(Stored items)
---
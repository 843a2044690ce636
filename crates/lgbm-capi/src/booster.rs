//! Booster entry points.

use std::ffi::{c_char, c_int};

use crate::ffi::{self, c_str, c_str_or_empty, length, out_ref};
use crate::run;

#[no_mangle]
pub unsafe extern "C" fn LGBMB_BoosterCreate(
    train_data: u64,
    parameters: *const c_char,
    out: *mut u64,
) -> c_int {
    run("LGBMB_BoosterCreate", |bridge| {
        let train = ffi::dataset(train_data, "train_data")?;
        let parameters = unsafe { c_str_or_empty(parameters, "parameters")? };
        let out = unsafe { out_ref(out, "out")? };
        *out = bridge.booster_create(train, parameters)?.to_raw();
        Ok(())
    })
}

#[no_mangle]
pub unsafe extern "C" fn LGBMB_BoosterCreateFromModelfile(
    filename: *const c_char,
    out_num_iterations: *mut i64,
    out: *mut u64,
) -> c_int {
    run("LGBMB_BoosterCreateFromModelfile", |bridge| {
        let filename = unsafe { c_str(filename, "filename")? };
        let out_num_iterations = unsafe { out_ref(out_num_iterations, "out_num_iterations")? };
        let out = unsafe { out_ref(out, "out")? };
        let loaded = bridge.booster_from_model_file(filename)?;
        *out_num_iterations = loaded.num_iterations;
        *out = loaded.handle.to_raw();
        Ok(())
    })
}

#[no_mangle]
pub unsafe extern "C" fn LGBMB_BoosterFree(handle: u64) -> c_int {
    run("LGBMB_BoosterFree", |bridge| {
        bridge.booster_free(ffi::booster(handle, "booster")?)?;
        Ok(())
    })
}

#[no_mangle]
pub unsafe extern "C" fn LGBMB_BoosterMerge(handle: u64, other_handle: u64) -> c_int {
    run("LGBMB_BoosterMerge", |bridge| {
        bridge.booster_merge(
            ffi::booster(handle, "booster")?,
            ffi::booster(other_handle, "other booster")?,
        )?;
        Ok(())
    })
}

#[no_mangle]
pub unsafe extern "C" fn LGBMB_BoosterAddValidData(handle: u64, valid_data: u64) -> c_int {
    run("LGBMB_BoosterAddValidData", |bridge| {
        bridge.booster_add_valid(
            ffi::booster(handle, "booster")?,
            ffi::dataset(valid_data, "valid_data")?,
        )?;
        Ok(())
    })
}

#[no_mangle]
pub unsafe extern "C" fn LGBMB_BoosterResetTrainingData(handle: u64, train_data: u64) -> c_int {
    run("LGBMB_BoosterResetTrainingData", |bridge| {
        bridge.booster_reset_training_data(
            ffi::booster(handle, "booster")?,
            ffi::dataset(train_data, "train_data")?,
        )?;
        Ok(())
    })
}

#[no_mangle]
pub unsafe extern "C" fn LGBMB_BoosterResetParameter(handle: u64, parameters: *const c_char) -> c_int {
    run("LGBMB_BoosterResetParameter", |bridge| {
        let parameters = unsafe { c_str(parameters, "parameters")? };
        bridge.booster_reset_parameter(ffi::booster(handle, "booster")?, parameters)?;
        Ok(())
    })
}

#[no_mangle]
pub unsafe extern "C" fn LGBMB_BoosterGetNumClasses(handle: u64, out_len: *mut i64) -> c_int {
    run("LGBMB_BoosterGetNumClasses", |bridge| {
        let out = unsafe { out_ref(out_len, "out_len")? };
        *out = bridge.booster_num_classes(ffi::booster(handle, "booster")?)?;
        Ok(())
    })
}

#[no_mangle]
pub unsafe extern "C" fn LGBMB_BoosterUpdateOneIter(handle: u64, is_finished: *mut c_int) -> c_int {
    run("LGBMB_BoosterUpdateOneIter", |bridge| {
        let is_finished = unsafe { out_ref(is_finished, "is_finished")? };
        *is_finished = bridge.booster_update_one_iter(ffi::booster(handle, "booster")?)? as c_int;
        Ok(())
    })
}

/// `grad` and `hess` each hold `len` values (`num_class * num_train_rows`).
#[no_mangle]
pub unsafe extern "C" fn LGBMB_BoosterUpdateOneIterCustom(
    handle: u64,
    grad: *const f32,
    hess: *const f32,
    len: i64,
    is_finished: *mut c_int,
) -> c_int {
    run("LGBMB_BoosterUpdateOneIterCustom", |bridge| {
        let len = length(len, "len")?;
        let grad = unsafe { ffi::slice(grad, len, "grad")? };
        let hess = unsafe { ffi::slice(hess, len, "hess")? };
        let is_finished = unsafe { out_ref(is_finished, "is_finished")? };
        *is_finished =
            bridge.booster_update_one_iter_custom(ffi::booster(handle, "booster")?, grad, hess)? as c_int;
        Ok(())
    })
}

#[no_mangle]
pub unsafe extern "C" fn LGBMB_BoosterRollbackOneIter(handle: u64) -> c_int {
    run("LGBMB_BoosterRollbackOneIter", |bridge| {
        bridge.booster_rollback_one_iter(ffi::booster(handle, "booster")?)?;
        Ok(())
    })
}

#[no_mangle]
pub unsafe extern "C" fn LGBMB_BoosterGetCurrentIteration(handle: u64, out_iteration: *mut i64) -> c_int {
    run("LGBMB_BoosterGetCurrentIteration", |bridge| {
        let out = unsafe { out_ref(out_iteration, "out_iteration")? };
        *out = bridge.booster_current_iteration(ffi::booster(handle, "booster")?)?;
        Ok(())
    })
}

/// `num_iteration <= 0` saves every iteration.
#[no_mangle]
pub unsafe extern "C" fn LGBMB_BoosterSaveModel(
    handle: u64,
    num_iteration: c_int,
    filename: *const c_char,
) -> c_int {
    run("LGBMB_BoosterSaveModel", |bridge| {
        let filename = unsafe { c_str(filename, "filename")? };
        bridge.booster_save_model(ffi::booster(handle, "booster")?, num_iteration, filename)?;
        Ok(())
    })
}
---
== TASK PROMPT ==
Your answer should be the full set of records, printed exactly.

== WRITTEN RESPONSE ==
repository 843a2044690ce636
filename crates/lgbm-capi/src/booster.rs
//! Booster entry points.

use std::ffi::{c_char, c_int};

use crate::ffi::{self, c_str, c_str_or_empty, length, out_ref};
use crate::run;

#[no_mangle]
pub unsafe extern "C" fn LGBMB_BoosterCreate(
    train_data: u64,
    parameters: *const c_char,
    out: *mut u64,
) -> c_int {
    run("LGBMB_BoosterCreate", |bridge| {
        let train = ffi::dataset(train_data, "train_data")?;
        let parameters = unsafe { c_str_or_empty(parameters, "parameters")? };
        let out = unsafe { out_ref(out, "out")? };
        *out = bridge.booster_create(train, parameters)?.to_raw();
        Ok(())
    })
}

#[no_mangle]
pub unsafe extern "C" fn LGBMB_BoosterCreateFromModelfile(
    filename: *const c_char,
    out_num_iterations: *mut i64,
    out: *mut u64,
) -> c_int {
    run("LGBMB_BoosterCreateFromModelfile", |bridge| {
        let filename = unsafe { c_str(filename, "filename")? };
        let out_num_iterations = unsafe { out_ref(out_num_iterations, "out_num_iterations")? };
        let out = unsafe { out_ref(out, "out")? };
        let loaded = bridge.booster_from_model_file(filename)?;
        *out_num_iterations = loaded.num_iterations;
        *out = loaded.handle.to_raw();
        Ok(())
    })
}

#[no_mangle]
pub unsafe extern "C" fn LGBMB_BoosterFree(handle: u64) -> c_int {
    run("LGBMB_BoosterFree", |bridge| {
        bridge.booster_free(ffi::booster(handle, "booster")?)?;
        Ok(())
    })
}

#[no_mangle]
pub unsafe extern "C" fn LGBMB_BoosterMerge(handle: u64, other_handle: u64) -> c_int {
    run("LGBMB_BoosterMerge", |bridge| {
        bridge.booster_merge(
            ffi::booster(handle, "booster")?,
            ffi::booster(other_handle, "other booster")?,
        )?;
        Ok(())
    })
}

#[no_mangle]
pub unsafe extern "C" fn LGBMB_BoosterAddValidData(handle: u64, valid_data: u64) -> c_int {
    run("LGBMB_BoosterAddValidData", |bridge| {
        bridge.booster_add_valid(
            ffi::booster(handle, "booster")?,
            ffi::dataset(valid_data, "valid_data")?,
        )?;
        Ok(())
    })
}

#[no_mangle]
pub unsafe extern "C" fn LGBMB_BoosterResetTrainingData(handle: u64, train_data: u64) -> c_int {
    run("LGBMB_BoosterResetTrainingData", |bridge| {
        bridge.booster_reset_training_data(
            ffi::booster(handle, "booster")?,
            ffi::dataset(train_data, "train_data")?,
        )?;
        Ok(())
    })
}

#[no_mangle]
pub unsafe extern "C" fn LGBMB_BoosterResetParameter(handle: u64, parameters: *const c_char) -> c_int {
    run("LGBMB_BoosterResetParameter", |bridge| {
        let parameters = unsafe { c_str(parameters, "parameters")? };
        bridge.booster_reset_parameter(ffi::booster(handle, "booster")?, parameters)?;
        Ok(())
    })
}

#[no_mangle]
pub unsafe extern "C" fn LGBMB_BoosterGetNumClasses(handle: u64, out_len: *mut i64) -> c_int {
    run("LGBMB_BoosterGetNumClasses", |bridge| {
        let out = unsafe { out_ref(out_len, "out_len")? };
        *out = bridge.booster_num_classes(ffi::booster(handle, "booster")?)?;
        Ok(())
    })
}

#[no_mangle]
pub unsafe extern "C" fn LGBMB_BoosterUpdateOneIter(handle: u64, is_finished: *mut c_int) -> c_int {
    run("LGBMB_BoosterUpdateOneIter", |bridge| {
        let is_finished = unsafe { out_ref(is_finished, "is_finished")? };
        *is_finished = bridge.booster_update_one_iter(ffi::booster(handle, "booster")?)? as c_int;
        Ok(())
    })
}

/// `grad` and `hess` each hold `len` values (`num_class * num_train_rows`).
#[no_mangle]
pub unsafe extern "C" fn LGBMB_BoosterUpdateOneIterCustom(
    handle: u64,
    grad: *const f32,
    hess: *const f32,
    len: i64,
    is_finished: *mut c_int,
) -> c_int {
    run("LGBMB_BoosterUpdateOneIterCustom", |bridge| {
        let len = length(len, "len")?;
        let grad = unsafe { ffi::slice(grad, len, "grad")? };
        let hess = unsafe { ffi::slice(hess, len, "hess")? };
        let is_finished = unsafe { out_ref(is_finished, "is_finished")? };
        *is_finished =
            bridge.booster_update_one_iter_custom(ffi::booster(handle, "booster")?, grad, hess)? as c_int;
        Ok(())
    })
}

#[no_mangle]
pub unsafe extern "C" fn LGBMB_BoosterRollbackOneIter(handle: u64) -> c_int {
    run("LGBMB_BoosterRollbackOneIter", |bridge| {
        bridge.booster_rollback_one_iter(ffi::booster(handle, "booster")?)?;
        Ok(())
    })
}

#[no_mangle]
pub unsafe extern "C" fn LGBMB_BoosterGetCurrentIteration(handle: u64, out_iteration: *mut i64) -> c_int {
    run("LGBMB_BoosterGetCurrentIteration", |bridge| {
        let out = unsafe { out_ref(out_iteration, "out_iteration")? };
        *out = bridge.booster_current_iteration(ffi::booster(handle, "booster")?)?;
        Ok(())
    })
}

/// `num_iteration <= 0` saves every iteration.
#[no_mangle]
pub unsafe extern "C" fn LGBMB_BoosterSaveModel(
    handle: u64,
    num_iteration: c_int,
    filename: *const c_char,
) -> c_int {
    run("LGBMB_BoosterSaveModel", |bridge| {
        let filename = unsafe { c_str(filename, "filename")? };
        bridge.booster_save_model(ffi::booster(handle, "booster")?, num_iteration, filename)?;
        Ok(())
    })
}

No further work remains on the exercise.